No third party tools/libraries need to be installed, not even Python.

Installation

Installing SpiderFoot is literally as simple as unpacking the distribution tar.gz/zip file.

Linux/BSD/Solaris

To install SpiderFoot on Linux/Solaris/FreeBSD/etc. you only need to un-targz the package, as follows:

~$ tar zxvf spiderfoot-X.X.X-src.tar.gz

~$ cd spiderfoot-X.X.X

~/spiderfoot-X.X.X$

Windows

Unzip the distribution ZIP file and run it.

Starting SpiderFoot

Linux/BSD/Solaris

To run SpiderFoot, simply execute sf.py from the directory you extracted SpiderFoot into:

~/spiderfoot-X.X.X$ python ./sf

Once executed, a web server will be started, which by default will listen on 127.0.0.1:5001. You can then use the web-browser of your choice by browsing to http://127.0.0.1:5001.

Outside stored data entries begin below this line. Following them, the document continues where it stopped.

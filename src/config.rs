//! Configuration Module
//!
//! Handles loading and managing configuration from environment variables.

use std::collections::BTreeMap;
use std::env;
use std::path::PathBuf;
use std::str::FromStr;

use tracing::warn;

use crate::cache::{CacheDomain, KeyMode, DEFAULT_SWEEP_INTERVAL_MS};

const MINUTE_MS: u64 = 60 * 1000;

// == Cache Policy ==
/// Fixed policy of one cache instance.
#[derive(Debug, Clone, PartialEq, Eq)]
pub struct CachePolicy {
    /// TTL in milliseconds for entries set without one
    pub default_ttl_ms: u64,
    /// Maximum number of entries
    pub max_size: usize,
    /// Whether entries are mirrored to durable storage
    pub persist: bool,
    /// Storage slot owned by this cache
    pub storage_key: String,
}

impl CachePolicy {
    /// Built-in policy for a domain.
    ///
    /// User data is never persisted.
    pub fn default_for(domain: CacheDomain) -> Self {
        let (default_ttl_ms, max_size, persist) = match domain {
            CacheDomain::Api => (5 * MINUTE_MS, 100, true),
            CacheDomain::Products => (15 * MINUTE_MS, 50, true),
            CacheDomain::Users => (30 * MINUTE_MS, 20, false),
            CacheDomain::Categories => (60 * MINUTE_MS, 30, true),
        };
        Self {
            default_ttl_ms,
            max_size,
            persist,
            storage_key: format!("ritkart_{}_cache", domain),
        }
    }
}

/// Runtime configuration.
///
/// All values can be configured via environment variables with sensible defaults.
#[derive(Debug, Clone)]
pub struct Config {
    /// HTTP server port
    pub server_port: u16,
    /// Interval between expiry sweeps in milliseconds
    pub cleanup_interval_ms: u64,
    /// Directory holding persisted cache slots
    pub storage_dir: PathBuf,
    /// How request params are folded into cache keys
    pub key_mode: KeyMode,
    /// Per-domain cache policies
    pub policies: BTreeMap<CacheDomain, CachePolicy>,
}

impl Config {
    /// Creates a new Config by loading values from environment variables.
    ///
    /// # Environment Variables
    /// - `SERVER_PORT` - HTTP server port (default: 3000)
    /// - `CLEANUP_INTERVAL_MS` - Sweep frequency in milliseconds (default: 60000)
    /// - `CACHE_STORAGE_DIR` - Persisted slot directory (default: `.ritkart_cache`)
    /// - `CACHE_KEY_MODE` - `canonical` or `naive` (default: canonical)
    /// - `RITKART_<DOMAIN>_TTL_MS` - Per-domain default TTL
    /// - `RITKART_<DOMAIN>_MAX_SIZE` - Per-domain capacity
    pub fn from_env() -> Self {
        let defaults = Self::default();

        let policies = CacheDomain::ALL
            .iter()
            .map(|&domain| {
                let mut policy = CachePolicy::default_for(domain);
                let prefix = format!("RITKART_{}", domain.as_str().to_ascii_uppercase());
                policy.default_ttl_ms =
                    env_parse(&format!("{}_TTL_MS", prefix), policy.default_ttl_ms);
                policy.max_size = env_parse(&format!("{}_MAX_SIZE", prefix), policy.max_size);
                (domain, policy)
            })
            .collect();

        Self {
            server_port: env_parse("SERVER_PORT", defaults.server_port),
            cleanup_interval_ms: sweep_interval(env_parse(
                "CLEANUP_INTERVAL_MS",
                defaults.cleanup_interval_ms,
            )),
            storage_dir: env::var("CACHE_STORAGE_DIR")
                .map(PathBuf::from)
                .unwrap_or(defaults.storage_dir),
            key_mode: env_parse("CACHE_KEY_MODE", defaults.key_mode),
            policies,
        }
    }

    /// Policy for `domain`, falling back to the built-in one.
    pub fn policy(&self, domain: CacheDomain) -> CachePolicy {
        self.policies
            .get(&domain)
            .cloned()
            .unwrap_or_else(|| CachePolicy::default_for(domain))
    }
}

impl Default for Config {
    fn default() -> Self {
        Self {
            server_port: 3000,
            cleanup_interval_ms: DEFAULT_SWEEP_INTERVAL_MS,
            storage_dir: PathBuf::from(".ritkart_cache"),
            key_mode: KeyMode::Canonical,
            policies: CacheDomain::ALL
                .iter()
                .map(|&domain| (domain, CachePolicy::default_for(domain)))
                .collect(),
        }
    }
}

/// Sweep interval of at least 1 ms; a zero interval would spin the sweep.
fn sweep_interval(interval_ms: u64) -> u64 {
    if interval_ms == 0 {
        warn!("CLEANUP_INTERVAL_MS must be positive, using 1 ms");
        return 1;
    }
    interval_ms
}

/// Reads and parses `name`, keeping `default` when unset or unparsable.
fn env_parse<T: FromStr>(name: &str, default: T) -> T {
    match env::var(name) {
        Ok(raw) => raw.trim().parse().unwrap_or_else(|_| {
            warn!("Ignoring invalid value '{}' for {}", raw, name);
            default
        }),
        Err(_) => default,
    }
}

#[cfg(test)]
mod tests {
    use super::*;

    #[test]
    fn test_config_default() {
        let config = Config::default();
        assert_eq!(config.server_port, 3000);
        assert_eq!(config.cleanup_interval_ms, 60_000);
        assert_eq!(config.storage_dir, PathBuf::from(".ritkart_cache"));
        assert_eq!(config.key_mode, KeyMode::Canonical);
        assert_eq!(config.policies.len(), 4);
    }

    #[test]
    fn test_domain_policies() {
        let products = CachePolicy::default_for(CacheDomain::Products);
        assert_eq!(products.default_ttl_ms, 15 * 60 * 1000);
        assert_eq!(products.max_size, 50);
        assert!(products.persist);
        assert_eq!(products.storage_key, "ritkart_products_cache");

        let users = CachePolicy::default_for(CacheDomain::Users);
        assert!(!users.persist);
        assert_eq!(users.max_size, 20);

        let api = CachePolicy::default_for(CacheDomain::Api);
        assert_eq!(api.default_ttl_ms, 5 * 60 * 1000);
        assert_eq!(api.storage_key, "ritkart_api_cache");
    }

    #[test]
    fn test_storage_keys_are_unique() {
        let config = Config::default();
        let mut keys: Vec<&str> = config
            .policies
            .values()
            .map(|p| p.storage_key.as_str())
            .collect();
        keys.sort();
        keys.dedup();
        assert_eq!(keys.len(), 4);
    }

    #[test]
    fn test_zero_sweep_interval_is_raised() {
        assert_eq!(sweep_interval(0), 1);
        assert_eq!(sweep_interval(250), 250);
    }

    // Single test touching the environment so parallel tests don't race on it
    #[test]
    fn test_config_from_env() {
        env::remove_var("SERVER_PORT");
        env::remove_var("CLEANUP_INTERVAL_MS");
        env::remove_var("CACHE_STORAGE_DIR");
        env::set_var("CACHE_KEY_MODE", "naive");
        env::set_var("RITKART_CATEGORIES_MAX_SIZE", "7");
        env::set_var("RITKART_CATEGORIES_TTL_MS", "not-a-number");

        let config = Config::from_env();
        assert_eq!(config.server_port, 3000);
        assert_eq!(config.cleanup_interval_ms, 60_000);
        assert_eq!(config.key_mode, KeyMode::Naive);

        let categories = config.policy(CacheDomain::Categories);
        assert_eq!(categories.max_size, 7);
        assert_eq!(categories.default_ttl_ms, 60 * 60 * 1000);

        env::set_var("CLEANUP_INTERVAL_MS", "0");
        assert_eq!(Config::from_env().cleanup_interval_ms, 1);

        env::remove_var("CLEANUP_INTERVAL_MS");
        env::remove_var("CACHE_KEY_MODE");
        env::remove_var("RITKART_CATEGORIES_MAX_SIZE");
        env::remove_var("RITKART_CATEGORIES_TTL_MS");
    }
}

If you wish to make SpiderFoot accessible from another system, for example running it on a server and controlling it remotely, then you can specify an external IP for SpiderFoot to bind to, or use 0.0.0.0 so that it binds to all addresses, including 127.0.0.1:

~/spiderfoot-X.X.X$ python ./sf 0.0.0.0:5001

If port 5001 is used by another application on your system, you can change the port:

~/spiderfoot-X.X.X$ python ./sf 127.0.0.1:9999

Windows

SpiderFoot for Windows comes as a pre-packaged executable, with no need to install any dependencies.

For now, there is no installer wizard, so all that’s needed is to unzip the package into a directory (e.g. C:\SpiderFoot) and run sf.exe:

C:\SpiderFoot>sf.exe

As with Linux, you can also specify the IP and port to bind to:

C:\SpiderFoot>sf.exe 0.0.0.0:9999

It can be downloaded in Kali Linux using the following command:

git clone https://github.com/smicallef/spiderfoot.git

download

Once the download completes, make sure you have python installed as it is a pre-requisite for running it. You need to navigate to its downloaded directory and make sure you have all the recommended python packages installed by using the command given below;

python -m pip install requirements.txt

Running Spiderfoot

We will start the Spiderfoot GUI for starting its web server;

python sf.py

web-start

When the webserver gets started, open your preferred browser and go to the http://localhost:5001. It will open the Spiderfoot dashboard as shown in the below screenshot;

Now go to the New Scan tab and enter the scan you wish to utilise, then enter your preferred domain name or IP address you want to enumerate and click Run Scan.

Once the scan gets started, you ca view the results in GUI with a chart;

The data can be viewed logically too;

And also with a graph;

Spiderfoot is a sharp and handy penetration testing tool that can help in providing a great picture of a target within your red teaming scope. It is loaded with several modules, configuration, and OSINT sources to assist in the information gathering process, which gives an in-depth result within a GUI format.